• Exercise prompt
Would you copy each line of the data below that has "evaluation"?

Items listed in a dataset

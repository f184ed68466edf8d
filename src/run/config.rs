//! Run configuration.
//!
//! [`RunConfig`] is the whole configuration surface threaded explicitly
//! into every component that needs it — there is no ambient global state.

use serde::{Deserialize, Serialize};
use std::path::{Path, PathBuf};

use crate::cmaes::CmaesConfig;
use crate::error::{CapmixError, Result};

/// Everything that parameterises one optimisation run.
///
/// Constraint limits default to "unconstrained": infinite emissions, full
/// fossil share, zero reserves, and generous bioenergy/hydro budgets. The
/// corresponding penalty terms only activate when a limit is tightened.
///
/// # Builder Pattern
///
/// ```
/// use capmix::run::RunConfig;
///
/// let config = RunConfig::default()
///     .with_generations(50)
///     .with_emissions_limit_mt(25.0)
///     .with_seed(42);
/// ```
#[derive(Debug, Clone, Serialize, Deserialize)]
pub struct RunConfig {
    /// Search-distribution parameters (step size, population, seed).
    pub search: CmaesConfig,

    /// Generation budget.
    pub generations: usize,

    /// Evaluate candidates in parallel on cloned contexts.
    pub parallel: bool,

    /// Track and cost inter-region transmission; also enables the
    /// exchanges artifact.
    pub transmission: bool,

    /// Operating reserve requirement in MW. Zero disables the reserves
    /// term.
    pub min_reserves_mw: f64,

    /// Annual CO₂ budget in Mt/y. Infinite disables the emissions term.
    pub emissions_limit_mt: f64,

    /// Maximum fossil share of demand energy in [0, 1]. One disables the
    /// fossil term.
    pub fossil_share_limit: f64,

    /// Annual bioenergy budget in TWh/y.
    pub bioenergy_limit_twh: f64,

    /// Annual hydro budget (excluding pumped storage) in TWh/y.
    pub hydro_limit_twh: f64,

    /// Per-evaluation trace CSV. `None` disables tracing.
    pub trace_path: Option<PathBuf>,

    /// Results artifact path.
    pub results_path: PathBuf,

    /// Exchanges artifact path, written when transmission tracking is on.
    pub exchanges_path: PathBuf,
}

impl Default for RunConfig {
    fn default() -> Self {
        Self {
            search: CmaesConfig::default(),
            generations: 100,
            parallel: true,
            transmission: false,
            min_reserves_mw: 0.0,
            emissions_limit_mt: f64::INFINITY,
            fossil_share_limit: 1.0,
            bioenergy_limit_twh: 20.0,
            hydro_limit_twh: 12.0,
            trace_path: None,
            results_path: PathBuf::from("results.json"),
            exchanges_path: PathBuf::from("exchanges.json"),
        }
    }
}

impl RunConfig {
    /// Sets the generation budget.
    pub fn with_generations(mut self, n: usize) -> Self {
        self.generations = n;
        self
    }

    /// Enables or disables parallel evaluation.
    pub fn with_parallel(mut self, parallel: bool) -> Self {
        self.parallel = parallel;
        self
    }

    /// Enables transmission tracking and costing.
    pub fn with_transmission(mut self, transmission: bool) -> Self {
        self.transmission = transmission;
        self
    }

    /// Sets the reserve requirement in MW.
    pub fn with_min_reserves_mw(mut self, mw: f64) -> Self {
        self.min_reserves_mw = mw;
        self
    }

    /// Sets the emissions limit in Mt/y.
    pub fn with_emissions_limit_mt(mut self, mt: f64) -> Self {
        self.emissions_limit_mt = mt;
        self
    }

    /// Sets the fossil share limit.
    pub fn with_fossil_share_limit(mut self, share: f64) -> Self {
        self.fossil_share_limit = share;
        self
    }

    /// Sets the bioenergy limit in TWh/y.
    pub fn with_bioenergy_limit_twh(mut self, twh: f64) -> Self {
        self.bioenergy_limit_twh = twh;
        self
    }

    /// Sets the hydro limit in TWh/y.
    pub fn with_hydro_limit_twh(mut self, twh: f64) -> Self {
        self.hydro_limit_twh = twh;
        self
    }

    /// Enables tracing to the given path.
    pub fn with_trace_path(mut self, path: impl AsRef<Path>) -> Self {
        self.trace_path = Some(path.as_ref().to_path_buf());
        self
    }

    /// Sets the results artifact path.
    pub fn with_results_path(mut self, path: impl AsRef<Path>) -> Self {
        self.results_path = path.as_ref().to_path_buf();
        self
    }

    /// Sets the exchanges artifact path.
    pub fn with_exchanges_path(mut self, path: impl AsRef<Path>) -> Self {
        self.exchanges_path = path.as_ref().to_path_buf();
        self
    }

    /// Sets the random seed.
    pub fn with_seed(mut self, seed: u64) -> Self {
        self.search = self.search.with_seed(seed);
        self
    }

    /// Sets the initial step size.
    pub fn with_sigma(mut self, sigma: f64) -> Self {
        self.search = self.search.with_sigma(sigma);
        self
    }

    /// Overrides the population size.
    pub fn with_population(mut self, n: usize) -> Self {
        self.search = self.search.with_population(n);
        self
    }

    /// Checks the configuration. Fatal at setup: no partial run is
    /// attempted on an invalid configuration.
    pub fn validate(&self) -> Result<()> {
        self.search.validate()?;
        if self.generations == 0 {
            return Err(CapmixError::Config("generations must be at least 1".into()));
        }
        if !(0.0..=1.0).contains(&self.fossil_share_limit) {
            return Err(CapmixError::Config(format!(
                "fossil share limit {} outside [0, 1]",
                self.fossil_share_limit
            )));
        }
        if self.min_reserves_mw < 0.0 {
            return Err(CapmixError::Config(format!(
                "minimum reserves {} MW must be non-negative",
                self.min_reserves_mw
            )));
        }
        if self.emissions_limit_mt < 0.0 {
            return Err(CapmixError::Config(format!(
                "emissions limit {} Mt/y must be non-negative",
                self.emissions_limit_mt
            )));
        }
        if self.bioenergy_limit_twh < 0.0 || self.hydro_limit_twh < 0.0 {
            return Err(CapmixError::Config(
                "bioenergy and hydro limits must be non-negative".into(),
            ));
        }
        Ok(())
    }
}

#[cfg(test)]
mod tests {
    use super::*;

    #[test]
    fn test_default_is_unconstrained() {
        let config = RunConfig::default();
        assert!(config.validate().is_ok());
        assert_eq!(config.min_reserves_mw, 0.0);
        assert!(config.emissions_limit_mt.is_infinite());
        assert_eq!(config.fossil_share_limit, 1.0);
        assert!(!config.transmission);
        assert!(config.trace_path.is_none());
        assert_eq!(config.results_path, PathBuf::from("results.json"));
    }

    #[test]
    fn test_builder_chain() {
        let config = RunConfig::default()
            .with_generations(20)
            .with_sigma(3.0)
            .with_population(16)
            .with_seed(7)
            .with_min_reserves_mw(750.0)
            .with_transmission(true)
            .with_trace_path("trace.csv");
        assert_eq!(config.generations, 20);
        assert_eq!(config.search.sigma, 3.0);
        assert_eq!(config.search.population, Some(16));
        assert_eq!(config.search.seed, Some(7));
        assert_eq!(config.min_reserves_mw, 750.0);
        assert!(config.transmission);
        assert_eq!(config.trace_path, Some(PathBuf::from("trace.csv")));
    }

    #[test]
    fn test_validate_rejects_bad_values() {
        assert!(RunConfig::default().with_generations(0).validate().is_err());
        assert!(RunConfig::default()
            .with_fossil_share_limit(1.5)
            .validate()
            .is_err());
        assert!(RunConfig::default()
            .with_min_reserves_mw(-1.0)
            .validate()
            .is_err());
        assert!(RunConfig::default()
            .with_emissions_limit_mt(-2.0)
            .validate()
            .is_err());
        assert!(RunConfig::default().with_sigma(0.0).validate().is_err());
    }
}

• Written solution
    /// Per-evaluation trace CSV. `None` disables tracing.
    /// Enables or disables parallel evaluation.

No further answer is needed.